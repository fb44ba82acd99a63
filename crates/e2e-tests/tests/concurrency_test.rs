//! Concurrency E2E tests.
//!
//! Many threads append through one shared handle while others query; every
//! append must be visible exactly once afterwards.

use std::collections::HashSet;
use std::sync::Arc;
use std::thread;

use chrono::Duration;
use pretty_assertions::assert_eq;

use e2e_tests::{message, TestHarness};

const THREADS: usize = 8;
const PER_THREAD: usize = 25;

#[test]
fn test_concurrent_appends_are_all_visible() {
    let harness = TestHarness::with_limit(THREADS * PER_THREAD * 2);

    let handles: Vec<_> = (0..THREADS)
        .map(|t| {
            let index = Arc::clone(&harness.index);
            thread::spawn(move || {
                (0..PER_THREAD)
                    .map(|i| {
                        let offset = Duration::seconds((i * THREADS + t) as i64);
                        let body = format!("concurrent writer{} item{}", t, i);
                        index
                            .append_record(&message(offset, &format!("writer{}", t), &body))
                            .unwrap()
                    })
                    .collect::<Vec<u64>>()
            })
        })
        .collect();

    let mut positions = HashSet::new();
    for handle in handles {
        for position in handle.join().unwrap() {
            assert!(positions.insert(position), "position {} assigned twice", position);
        }
    }
    let total = THREADS * PER_THREAD;
    assert_eq!(positions.len(), total);
    assert_eq!(positions, (0..total as u64).collect::<HashSet<_>>());

    let response = harness.index.index_query("concurrent").unwrap();
    assert_eq!(response.len(), total);

    let bodies: HashSet<_> = response.results.iter().map(|d| d.body.clone()).collect();
    assert_eq!(bodies.len(), total);
    for t in 0..THREADS {
        for i in 0..PER_THREAD {
            assert!(bodies.contains(&format!("concurrent writer{} item{}", t, i)));
        }
    }
    assert!(response.results.windows(2).all(|w| w[0].ts <= w[1].ts));
}

#[test]
fn test_readers_see_consistent_state_during_appends() {
    let harness = TestHarness::with_limit(1000);

    let writer = {
        let index = Arc::clone(&harness.index);
        thread::spawn(move || {
            for i in 0..200 {
                index
                    .append_record(&message(Duration::seconds(i), "alice", "steady stream"))
                    .unwrap();
            }
        })
    };

    let readers: Vec<_> = (0..4)
        .map(|_| {
            let index = Arc::clone(&harness.index);
            thread::spawn(move || {
                let mut last = 0;
                for _ in 0..50 {
                    let seen = index.index_query("steady AND stream").unwrap().len();
                    // Appends are never observed half-applied or rolled back
                    assert!(seen >= last);
                    last = seen;
                }
            })
        })
        .collect();

    writer.join().unwrap();
    for reader in readers {
        reader.join().unwrap();
    }

    assert_eq!(harness.index.index_query("stream").unwrap().len(), 200);
}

REQUIREMENT -
Only an exact copy of all the data will do as the answer.

ANSWER AREA -
repository fb44ba82acd99a63
filename crates/e2e-tests/tests/concurrency_test.rs
//! Concurrency E2E tests.
//!
//! Many threads append through one shared handle while others query; every
//! append must be visible exactly once afterwards.

use std::collections::HashSet;
use std::sync::Arc;
use std::thread;

use chrono::Duration;
use pretty_assertions::assert_eq;

use e2e_tests::{message, TestHarness};

const THREADS: usize = 8;
const PER_THREAD: usize = 25;

#[test]
fn test_concurrent_appends_are_all_visible() {
    let harness = TestHarness::with_limit(THREADS * PER_THREAD * 2);

    let handles: Vec<_> = (0..THREADS)
        .map(|t| {
            let index = Arc::clone(&harness.index);
            thread::spawn(move || {
                (0..PER_THREAD)
                    .map(|i| {
                        let offset = Duration::seconds((i * THREADS + t) as i64);
                        let body = format!("concurrent writer{} item{}", t, i);
                        index
                            .append_record(&message(offset, &format!("writer{}", t), &body))
                            .unwrap()
                    })
                    .collect::<Vec<u64>>()
            })
        })
        .collect();

    let mut positions = HashSet::new();
    for handle in handles {
        for position in handle.join().unwrap() {
            assert!(positions.insert(position), "position {} assigned twice", position);
        }
    }
    let total = THREADS * PER_THREAD;
    assert_eq!(positions.len(), total);
    assert_eq!(positions, (0..total as u64).collect::<HashSet<_>>());

    let response = harness.index.index_query("concurrent").unwrap();
    assert_eq!(response.len(), total);

    let bodies: HashSet<_> = response.results.iter().map(|d| d.body.clone()).collect();
    assert_eq!(bodies.len(), total);
    for t in 0..THREADS {
        for i in 0..PER_THREAD {
            assert!(bodies.contains(&format!("concurrent writer{} item{}", t, i)));
        }
    }
    assert!(response.results.windows(2).all(|w| w[0].ts <= w[1].ts));
}

#[test]
fn test_readers_see_consistent_state_during_appends() {
    let harness = TestHarness::with_limit(1000);

    let writer = {
        let index = Arc::clone(&harness.index);
        thread::spawn(move || {
            for i in 0..200 {
                index
                    .append_record(&message(Duration::seconds(i), "alice", "steady stream"))
                    .unwrap();
            }
        })
    };

    let readers: Vec<_> = (0..4)
        .map(|_| {
            let index = Arc::clone(&harness.index);
            thread::spawn(move || {
                let mut last = 0;
                for _ in 0..50 {
                    let seen = index.index_query("steady AND stream").unwrap().len();
                    // Appends are never observed half-applied or rolled back
                    assert!(seen >= last);
                    last = seen;
                }
            })
        })
        .collect();

    writer.join().unwrap();
    for reader in readers {
        reader.join().unwrap();
    }

    assert_eq!(harness.index.index_query("stream").unwrap().len(), 200);
}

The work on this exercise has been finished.